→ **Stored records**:
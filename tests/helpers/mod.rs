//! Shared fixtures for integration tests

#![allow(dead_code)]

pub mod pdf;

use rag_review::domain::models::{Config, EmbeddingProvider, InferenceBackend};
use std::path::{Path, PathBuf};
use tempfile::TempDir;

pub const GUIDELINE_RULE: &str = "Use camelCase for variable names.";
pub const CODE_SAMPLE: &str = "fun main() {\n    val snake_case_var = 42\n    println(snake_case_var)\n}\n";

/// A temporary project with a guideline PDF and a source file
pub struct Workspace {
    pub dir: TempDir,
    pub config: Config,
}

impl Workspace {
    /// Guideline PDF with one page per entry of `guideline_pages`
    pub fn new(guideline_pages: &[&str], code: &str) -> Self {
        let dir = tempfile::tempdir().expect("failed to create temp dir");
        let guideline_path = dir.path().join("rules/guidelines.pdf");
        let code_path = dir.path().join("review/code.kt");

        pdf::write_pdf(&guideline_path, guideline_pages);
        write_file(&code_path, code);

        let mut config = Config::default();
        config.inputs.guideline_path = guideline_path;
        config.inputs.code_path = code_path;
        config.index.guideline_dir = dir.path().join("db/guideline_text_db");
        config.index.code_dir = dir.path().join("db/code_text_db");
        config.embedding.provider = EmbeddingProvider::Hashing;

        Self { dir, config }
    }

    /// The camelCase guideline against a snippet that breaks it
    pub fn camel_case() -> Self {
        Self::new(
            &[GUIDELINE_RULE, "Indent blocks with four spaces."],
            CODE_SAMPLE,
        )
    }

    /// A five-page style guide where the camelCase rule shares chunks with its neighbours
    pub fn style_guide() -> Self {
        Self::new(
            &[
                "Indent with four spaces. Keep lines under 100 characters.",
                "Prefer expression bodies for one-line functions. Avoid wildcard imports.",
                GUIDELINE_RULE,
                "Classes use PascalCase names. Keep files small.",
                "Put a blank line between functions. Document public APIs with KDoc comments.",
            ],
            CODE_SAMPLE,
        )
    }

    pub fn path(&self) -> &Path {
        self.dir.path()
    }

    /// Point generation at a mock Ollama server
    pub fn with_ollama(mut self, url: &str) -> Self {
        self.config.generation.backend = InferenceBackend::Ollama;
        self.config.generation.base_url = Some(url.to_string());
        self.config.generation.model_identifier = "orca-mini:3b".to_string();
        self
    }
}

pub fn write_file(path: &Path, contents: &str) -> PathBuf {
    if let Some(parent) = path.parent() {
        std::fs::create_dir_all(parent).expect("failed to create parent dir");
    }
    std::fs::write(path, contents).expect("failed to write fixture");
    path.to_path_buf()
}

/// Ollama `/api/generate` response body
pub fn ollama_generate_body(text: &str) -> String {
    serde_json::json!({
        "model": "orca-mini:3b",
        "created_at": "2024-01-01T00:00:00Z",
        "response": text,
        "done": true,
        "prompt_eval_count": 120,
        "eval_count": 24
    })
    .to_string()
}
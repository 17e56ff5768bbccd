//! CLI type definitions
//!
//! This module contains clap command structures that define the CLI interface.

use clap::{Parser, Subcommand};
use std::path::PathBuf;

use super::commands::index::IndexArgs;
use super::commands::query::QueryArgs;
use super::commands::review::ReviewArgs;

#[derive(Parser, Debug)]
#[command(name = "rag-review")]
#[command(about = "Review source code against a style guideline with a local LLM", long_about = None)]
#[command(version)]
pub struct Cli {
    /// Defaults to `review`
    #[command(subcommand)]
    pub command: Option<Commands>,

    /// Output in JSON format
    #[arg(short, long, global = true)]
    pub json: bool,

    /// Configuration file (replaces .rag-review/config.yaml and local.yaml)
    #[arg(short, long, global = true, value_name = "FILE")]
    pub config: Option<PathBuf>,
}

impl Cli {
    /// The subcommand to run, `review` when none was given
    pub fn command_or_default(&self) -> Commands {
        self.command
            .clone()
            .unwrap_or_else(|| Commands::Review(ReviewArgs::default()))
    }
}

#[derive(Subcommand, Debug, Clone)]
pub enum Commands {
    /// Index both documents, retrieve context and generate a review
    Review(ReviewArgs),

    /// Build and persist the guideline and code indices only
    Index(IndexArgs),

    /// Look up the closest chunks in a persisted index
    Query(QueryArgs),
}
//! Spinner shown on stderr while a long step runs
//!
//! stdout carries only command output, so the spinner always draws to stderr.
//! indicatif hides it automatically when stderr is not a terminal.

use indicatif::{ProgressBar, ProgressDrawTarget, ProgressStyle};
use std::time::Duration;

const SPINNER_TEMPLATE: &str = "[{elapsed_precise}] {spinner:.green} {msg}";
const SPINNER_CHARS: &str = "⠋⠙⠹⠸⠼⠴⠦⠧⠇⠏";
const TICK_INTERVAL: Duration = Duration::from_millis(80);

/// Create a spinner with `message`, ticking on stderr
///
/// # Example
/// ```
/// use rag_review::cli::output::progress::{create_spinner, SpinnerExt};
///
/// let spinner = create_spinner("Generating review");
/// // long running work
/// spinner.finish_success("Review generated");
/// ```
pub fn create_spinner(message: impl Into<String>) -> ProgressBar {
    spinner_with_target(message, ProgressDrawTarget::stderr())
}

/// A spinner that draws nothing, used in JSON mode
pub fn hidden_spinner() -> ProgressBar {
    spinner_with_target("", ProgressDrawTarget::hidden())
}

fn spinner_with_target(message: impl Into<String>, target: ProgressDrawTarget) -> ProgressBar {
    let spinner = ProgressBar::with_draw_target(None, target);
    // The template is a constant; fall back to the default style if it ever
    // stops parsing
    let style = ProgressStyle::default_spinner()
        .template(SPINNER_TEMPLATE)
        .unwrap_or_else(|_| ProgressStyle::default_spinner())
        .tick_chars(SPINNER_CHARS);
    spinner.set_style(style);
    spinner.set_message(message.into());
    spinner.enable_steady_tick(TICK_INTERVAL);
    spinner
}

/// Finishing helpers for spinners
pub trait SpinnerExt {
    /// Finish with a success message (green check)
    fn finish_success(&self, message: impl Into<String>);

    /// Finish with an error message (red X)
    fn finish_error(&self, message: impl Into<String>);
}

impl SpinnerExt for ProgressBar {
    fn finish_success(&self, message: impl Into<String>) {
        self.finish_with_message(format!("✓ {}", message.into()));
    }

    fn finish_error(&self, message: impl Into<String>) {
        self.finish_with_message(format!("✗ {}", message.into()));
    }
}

→ **Try it**: Set down all of the records shown above once more, exactly.

→ **Completed task**:
filename tests/helpers/mod.rs
//! Shared fixtures for integration tests

#![allow(dead_code)]

pub mod pdf;

use rag_review::domain::models::{Config, EmbeddingProvider, InferenceBackend};
use std::path::{Path, PathBuf};
use tempfile::TempDir;

pub const GUIDELINE_RULE: &str = "Use camelCase for variable names.";
pub const CODE_SAMPLE: &str = "fun main() {\n    val snake_case_var = 42\n    println(snake_case_var)\n}\n";

/// A temporary project with a guideline PDF and a source file
pub struct Workspace {
    pub dir: TempDir,
    pub config: Config,
}

impl Workspace {
    /// Guideline PDF with one page per entry of `guideline_pages`
    pub fn new(guideline_pages: &[&str], code: &str) -> Self {
        let dir = tempfile::tempdir().expect("failed to create temp dir");
        let guideline_path = dir.path().join("rules/guidelines.pdf");
        let code_path = dir.path().join("review/code.kt");

        pdf::write_pdf(&guideline_path, guideline_pages);
        write_file(&code_path, code);

        let mut config = Config::default();
        config.inputs.guideline_path = guideline_path;
        config.inputs.code_path = code_path;
        config.index.guideline_dir = dir.path().join("db/guideline_text_db");
        config.index.code_dir = dir.path().join("db/code_text_db");
        config.embedding.provider = EmbeddingProvider::Hashing;

        Self { dir, config }
    }

    /// The camelCase guideline against a snippet that breaks it
    pub fn camel_case() -> Self {
        Self::new(
            &[GUIDELINE_RULE, "Indent blocks with four spaces."],
            CODE_SAMPLE,
        )
    }

    /// A five-page style guide where the camelCase rule shares chunks with its neighbours
    pub fn style_guide() -> Self {
        Self::new(
            &[
                "Indent with four spaces. Keep lines under 100 characters.",
                "Prefer expression bodies for one-line functions. Avoid wildcard imports.",
                GUIDELINE_RULE,
                "Classes use PascalCase names. Keep files small.",
                "Put a blank line between functions. Document public APIs with KDoc comments.",
            ],
            CODE_SAMPLE,
        )
    }

    pub fn path(&self) -> &Path {
        self.dir.path()
    }

    /// Point generation at a mock Ollama server
    pub fn with_ollama(mut self, url: &str) -> Self {
        self.config.generation.backend = InferenceBackend::Ollama;
        self.config.generation.base_url = Some(url.to_string());
        self.config.generation.model_identifier = "orca-mini:3b".to_string();
        self
    }
}

pub fn write_file(path: &Path, contents: &str) -> PathBuf {
    if let Some(parent) = path.parent() {
        std::fs::create_dir_all(parent).expect("failed to create parent dir");
    }
    std::fs::write(path, contents).expect("failed to write fixture");
    path.to_path_buf()
}

/// Ollama `/api/generate` response body
pub fn ollama_generate_body(text: &str) -> String {
    serde_json::json!({
        "model": "orca-mini:3b",
        "created_at": "2024-01-01T00:00:00Z",
        "response": text,
        "done": true,
        "prompt_eval_count": 120,
        "eval_count": 24
    })
    .to_string()
}
repository 17e56ff5768bbccd
//! CLI type definitions
//!
//! This module contains clap command structures that define the CLI interface.

use clap::{Parser, Subcommand};
use std::path::PathBuf;

use super::commands::index::IndexArgs;
use super::commands::query::QueryArgs;
use super::commands::review::ReviewArgs;

#[derive(Parser, Debug)]
#[command(name = "rag-review")]
#[command(about = "Review source code against a style guideline with a local LLM", long_about = None)]
#[command(version)]
pub struct Cli {
    /// Defaults to `review`
    #[command(subcommand)]
    pub command: Option<Commands>,

    /// Output in JSON format
    #[arg(short, long, global = true)]
    pub json: bool,

    /// Configuration file (replaces .rag-review/config.yaml and local.yaml)
    #[arg(short, long, global = true, value_name = "FILE")]
    pub config: Option<PathBuf>,
}

impl Cli {
    /// The subcommand to run, `review` when none was given
    pub fn command_or_default(&self) -> Commands {
        self.command
            .clone()
            .unwrap_or_else(|| Commands::Review(ReviewArgs::default()))
    }
}

#[derive(Subcommand, Debug, Clone)]
pub enum Commands {
    /// Index both documents, retrieve context and generate a review
    Review(ReviewArgs),

    /// Build and persist the guideline and code indices only
    Index(IndexArgs),

    /// Look up the closest chunks in a persisted index
    Query(QueryArgs),
}
//! Spinner shown on stderr while a long step runs
//!
//! stdout carries only command output, so the spinner always draws to stderr.
//! indicatif hides it automatically when stderr is not a terminal.

use indicatif::{ProgressBar, ProgressDrawTarget, ProgressStyle};
use std::time::Duration;

const SPINNER_TEMPLATE: &str = "[{elapsed_precise}] {spinner:.green} {msg}";
const SPINNER_CHARS: &str = "⠋⠙⠹⠸⠼⠴⠦⠧⠇⠏";
const TICK_INTERVAL: Duration = Duration::from_millis(80);

/// Create a spinner with `message`, ticking on stderr
///
/// # Example
/// ```
/// use rag_review::cli::output::progress::{create_spinner, SpinnerExt};
///
/// let spinner = create_spinner("Generating review");
/// // long running work
/// spinner.finish_success("Review generated");
/// ```
pub fn create_spinner(message: impl Into<String>) -> ProgressBar {
    spinner_with_target(message, ProgressDrawTarget::stderr())
}

/// A spinner that draws nothing, used in JSON mode
pub fn hidden_spinner() -> ProgressBar {
    spinner_with_target("", ProgressDrawTarget::hidden())
}

fn spinner_with_target(message: impl Into<String>, target: ProgressDrawTarget) -> ProgressBar {
    let spinner = ProgressBar::with_draw_target(None, target);
    // The template is a constant; fall back to the default style if it ever
    // stops parsing
    let style = ProgressStyle::default_spinner()
        .template(SPINNER_TEMPLATE)
        .unwrap_or_else(|_| ProgressStyle::default_spinner())
        .tick_chars(SPINNER_CHARS);
    spinner.set_style(style);
    spinner.set_message(message.into());
    spinner.enable_steady_tick(TICK_INTERVAL);
    spinner
}

/// Finishing helpers for spinners
pub trait SpinnerExt {
    /// Finish with a success message (green check)
    fn finish_success(&self, message: impl Into<String>);

    /// Finish with an error message (red X)
    fn finish_error(&self, message: impl Into<String>);
}

impl SpinnerExt for ProgressBar {
    fn finish_success(&self, message: impl Into<String>) {
        self.finish_with_message(format!("✓ {}", message.into()));
    }

    fn finish_error(&self, message: impl Into<String>) {
        self.finish_with_message(format!("✗ {}", message.into()));
    }
}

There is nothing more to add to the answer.